Dave’s Monday Blast – April 22, 2019
MEN OF INTENTION
Good Morning Men of Intention,
Pastor/Author Jim Denison comments, “No one present in the Garden that night or at Calvary the next day saw Easter coming.” Perhaps they should have after living with Him for three years…but all they were able to do was view the events of that weekend as catastrophic. Regardless, we see this theme across Scripture; think of Joseph before Pharaoh’s dreams; Moses before the Exodus; Joshua the sixth time around Jericho; Daniel when he was thrown into the lion’s den; Lazarus when he was buried; Paul before his journey to Damascus; and John when he was exiled to Patmos.
John 7:5 tells us that, during Jesus’ earthly ministry, “not even his brothers believed in him.” But one of them was Jude, who became the author of the book that bears his name.

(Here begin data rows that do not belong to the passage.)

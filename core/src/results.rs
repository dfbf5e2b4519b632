//! # Result Store
//!
//! Append-only record of every attempt in a run, the per-handle summary folded
//! from it, and the JSON file both end up in.
//!
//! The summary is never maintained incrementally: it is recomputed from the
//! ordered attempts, so "first failing length" always reflects sequence order.

use std::collections::BTreeMap;
use std::fs;
use std::path::{Path, PathBuf};

use glizzy_common::attempt::Attempt;
use glizzy_common::config::Target;
use glizzy_common::error::{FuzzError, Result};
use glizzy_common::gatt::Handle;
use serde::{Deserialize, Serialize};

/// How a sweep ended.
#[derive(Debug, Clone, Copy, PartialEq, Eq, Serialize, Deserialize)]
#[serde(rename_all = "lowercase")]
pub enum SweepStatus {
    Completed,
    Interrupted,
}

impl SweepStatus {
    pub fn is_complete(self) -> bool {
        matches!(self, SweepStatus::Completed)
    }
}

#[derive(Debug, Clone, Copy, Default, PartialEq, Eq, Serialize, Deserialize)]
pub struct HandleSummary {
    /// Longest confirmed write, `None` when nothing succeeded.
    pub max_success_length: Option<usize>,
    /// Length of the earliest write that was not confirmed.
    pub first_fail_length: Option<usize>,
}

pub type Summary = BTreeMap<Handle, HandleSummary>;

#[derive(Debug, Clone, Default, PartialEq, Eq)]
pub struct ResultSet {
    attempts: Vec<Attempt>,
}

impl ResultSet {
    pub fn new() -> Self {
        Self::default()
    }

    pub fn push(&mut self, attempt: Attempt) {
        self.attempts.push(attempt);
    }

    pub fn len(&self) -> usize {
        self.attempts.len()
    }

    pub fn is_empty(&self) -> bool {
        self.attempts.is_empty()
    }

    pub fn attempts(&self) -> &[Attempt] {
        &self.attempts
    }

    pub fn for_handle(&self, handle: Handle) -> impl Iterator<Item = &Attempt> {
        self.attempts.iter().filter(move |a| a.handle == handle)
    }

    pub fn summarize(&self) -> Summary {
        summarize(&self.attempts)
    }

    pub fn into_attempts(self) -> Vec<Attempt> {
        self.attempts
    }
}

impl From<Vec<Attempt>> for ResultSet {
    fn from(attempts: Vec<Attempt>) -> Self {
        Self { attempts }
    }
}

/// Folds ordered attempts into a per-handle summary.
///
/// Read-only records carry no length and are skipped.
pub fn summarize(attempts: &[Attempt]) -> Summary {
    attempts
        .iter()
        .filter_map(|a| a.length.map(|len| (a, len)))
        .fold(Summary::new(), |mut summary, (attempt, length)| {
            let entry = summary.entry(attempt.handle).or_default();
            if attempt.outcome.is_success() {
                entry.max_success_length = entry.max_success_length.max(Some(length));
            } else if entry.first_fail_length.is_none() {
                entry.first_fail_length = Some(length);
            }
            summary
        })
}

/// What ends up on disk.
#[derive(Debug, Clone, PartialEq, Eq, Serialize, Deserialize)]
pub struct RunRecord {
    pub status: SweepStatus,
    pub target: Target,
    pub attempts: Vec<Attempt>,
    pub summary: Summary,
}

impl RunRecord {
    pub fn new(status: SweepStatus, target: Target, results: &ResultSet) -> Self {
        Self {
            status,
            target,
            attempts: results.attempts().to_vec(),
            summary: results.summarize(),
        }
    }
}

/// A JSON results file.
#[derive(Debug, Clone)]
pub struct ResultStore {
    path: PathBuf,
}

impl ResultStore {
    pub fn new(path: impl Into<PathBuf>) -> Self {
        Self { path: path.into() }
    }

    pub fn path(&self) -> &Path {
        &self.path
    }

    /// Writes the record, replacing any previous file at the same path.
    pub fn persist(&self, record: &RunRecord) -> Result<()> {
        let json = serde_json::to_string_pretty(record)?;
        fs::write(&self.path, json).map_err(|e| {
            FuzzError::Persist(format!("{}: {e}", self.path.display()))
        })
    }

    pub fn load(&self) -> Result<RunRecord> {
        let raw = fs::read_to_string(&self.path)?;
        Ok(serde_json::from_str(&raw)?)
    }
}

// ╔════════════════════════════════════════════╗
// ║ ████████╗███████╗███████╗████████╗███████╗ ║
// ║ ╚══██╔══╝██╔════╝██╔════╝╚══██╔══╝██╔════╝ ║
// ║    ██║   █████╗  ███████╗   ██║   ███████╗ ║
// ║    ██║   ██╔══╝  ╚════██║   ██║   ╚════██║ ║
// ║    ██║   ███████╗███████║   ██║   ███████║ ║
// ║    ╚═╝   ╚══════╝╚══════╝   ╚═╝   ╚══════╝ ║
// ╚════════════════════════════════════════════╝
//! Line-oriented reporter: one coloured line per attempt, then a summary.

use colored::*;
use glizzy_common::attempt::{Attempt, Outcome};
use glizzy_common::error::FuzzError;
use glizzy_common::gatt::{Handle, ServiceRange};
use glizzy_common::{plain, success, warn};
use glizzy_core::reporter::{Reporter, SweepKind, SweepStats};
use glizzy_core::results::{Summary, SweepStatus};

use super::print;
use super::theme::Theme;

pub struct HeadlessReporter {
    theme: Theme,
    kind: SweepKind,
    /// Device answer to the write about to be recorded.
    response: Option<String>,
}

impl HeadlessReporter {
    pub fn new(theme: Theme) -> Self {
        Self {
            theme,
            kind: SweepKind::Fuzz,
            response: None,
        }
    }

    /// The line printed for a recorded attempt. Non-success writes end with
    /// the device's own answer when it gave one.
    pub fn format_attempt(&self, attempt: &Attempt, response: Option<&str>) -> String {
        let handle = attempt.handle.to_string().color(self.theme.handle);
        let readback = attempt.readback.as_deref().unwrap_or_default();

        let Some(length) = attempt.length else {
            let (mark, color) = match attempt.outcome {
                Outcome::Success => ("✔", self.theme.success),
                _ => ("✖", self.theme.failure),
            };
            return format!("{} {handle} -> {}", mark.color(color), readback.color(self.theme.handle));
        };

        let payload = attempt.payload.as_deref().unwrap_or_default();
        let detail = match attempt.outcome {
            Outcome::Success => format!(
                "{} readback={}",
                "OK".color(self.theme.success),
                readback.color(self.theme.handle)
            ),
            Outcome::Ambiguous => "length rejected".color(self.theme.ambiguous).to_string(),
            Outcome::Failure => match attempt.exit_status {
                Some(code) => format!("failed (exit {code})").color(self.theme.failure).to_string(),
                None => "not sent".color(self.theme.failure).to_string(),
            },
        };

        let mut line = format!(
            "{} {handle} len={length:<3} input=0x{payload} -> {detail}",
            self.mark(attempt.outcome)
        );
        if let Some(text) = response.filter(|t| !attempt.outcome.is_success() && !t.is_empty()) {
            line.push_str(&format!(": {}", text.replace('\n', " | ")));
        }
        line
    }

    fn mark(&self, outcome: Outcome) -> ColoredString {
        match outcome {
            Outcome::Success => "✔".color(self.theme.success),
            Outcome::Ambiguous => "?".color(self.theme.ambiguous),
            Outcome::Failure => "✖".color(self.theme.failure),
        }
    }

    fn print_summary(&self, summary: &Summary) {
        for (idx, (handle, entry)) in summary.iter().enumerate() {
            let max_ok = match entry.max_success_length {
                Some(len) => len.to_string().color(self.theme.success),
                None => "none".color(self.theme.failure),
            };
            let first_fail = match entry.first_fail_length {
                Some(len) => len.to_string().color(self.theme.failure),
                None => "none".color(self.theme.success),
            };
            print::tree_head(idx, &handle.to_string(), &self.theme);
            print::as_tree_one_level(
                vec![
                    ("Max OK".to_string(), max_ok),
                    ("First fail".to_string(), first_fail),
                ],
                &self.theme,
            );
        }
    }
}

impl Reporter for HeadlessReporter {
    fn sweep_started(&mut self, kind: SweepKind, _ranges: &[ServiceRange]) {
        self.kind = kind;
        match kind {
            SweepKind::ReadOnly => print::header("read-only mode", &self.theme),
            SweepKind::Fuzz => print::header("fuzzing handles", &self.theme),
        }
    }

    fn range_started(&mut self, range: &ServiceRange) {
        let verb = match self.kind {
            SweepKind::ReadOnly => "Reading",
            SweepKind::Fuzz => "Service",
        };
        plain!("{}", format!("{verb} {range}").color(self.theme.handle));
    }

    fn write_response(&mut self, _handle: Handle, text: &str) {
        self.response = Some(text.to_string());
    }

    fn attempt_recorded(&mut self, attempt: &Attempt, _stats: &SweepStats) {
        let response = self.response.take();
        plain!("{}", self.format_attempt(attempt, response.as_deref()));
    }

    fn transport_failed(&mut self, handle: Handle, error: &FuzzError) {
        warn!("{handle}: {error}");
    }

    fn notification(&mut self, handle: Handle, value: &str) {
        plain!("{}", format!("🔔 Notify after {handle}: {value}").color(self.theme.ambiguous));
    }

    fn sweep_finished(&mut self, status: SweepStatus, summary: &Summary, stats: &SweepStats) {
        if status == SweepStatus::Interrupted {
            print::header("interrupted", &self.theme);
        }

        if !summary.is_empty() {
            print::header("summary", &self.theme);
            self.print_summary(summary);
        }

        print::fat_separator(&self.theme);
        let counts = format!(
            "{} ok / {} rejected / {} failed in {:.2}s",
            stats.successes.to_string().color(self.theme.success).bold(),
            stats.ambiguous.to_string().color(self.theme.ambiguous).bold(),
            stats.failures.to_string().color(self.theme.failure).bold(),
            stats.elapsed().as_secs_f64()
        );
        match status {
            SweepStatus::Completed => success!("Sweep complete: {counts}"),
            SweepStatus::Interrupted => warn!("Sweep stopped early: {counts}"),
        }
    }
}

Another was James, who became leader of the Jerusalem church and author of the book bearing his name. Each of these stories illustrates the same fact: it is always too soon to give up on God.
Our materialistic culture measures reality by the material. The mantra of our day continues, “What you see is what you get.” It’s hard to look at life through the eyes of faith if you don’t have faith. Most of the world’s religions make their appeal on transactional terms.
Denison defines this term: “Pray this or do this or give this in order for God or the gods to do what you ask. The Canaanites invented Baal as the god of weather, then prayed and sacrificed to him so he would provide the rain upon which their economy depended. The Greeks invented the gods of Mount Olympus, deities to whom they would pray and sacrifice when they needed what the gods could provide. If you were going to war, you prayed and sacrificed to Ares. If you were preparing to make a journey by sea, you prayed and sacrificed to Poseidon. The Romans adopted this Greek pantheon, renaming most of their gods but continuing their transactional religion. This approach to religion became a part of the cultural DNA of the Western world.”
As a result, it is tempting for Christians to see our faith in transactional terms. When we do what we think God wants us to do, we are frustrated when He does not do what we think He should. When the Lord does not answer our prayers when we want or how we want, we begin to question His power, His love or even the point of praying. If it doesn’t work, why do it? Hmmm…has this ever happened to you my brothers?
INTENTIONAL men of God know that we don’t have a transactional “religion”. We don’t go to church on Sunday so God will bless us on Monday, our Savior invites us into a transformational relationship.
He calls us to:
1. Know Him INTIMATELY
2. Worship Him PASSIONATELY
3. Serve Him SACRIFICIALLY
Not so that He will love us but because He already does. That’s good isn’t it!
Does God’s answer to your need seem to be delayed? Is His providence slower than your patience? Remember the Garden of Gethsemane. And do not wonder if God loves you. Julian of Norwich (1342 – 1416), witness to the Black Death in medieval England, tells the story of the hazelnut: “It lasteth and ever shall for God loveth it.” In the hazelnut she testifies, “I saw three properties. The first is that God made it, the second is that God loveth it, the third, that God keepeth it.”
Do you believe all three are true of you?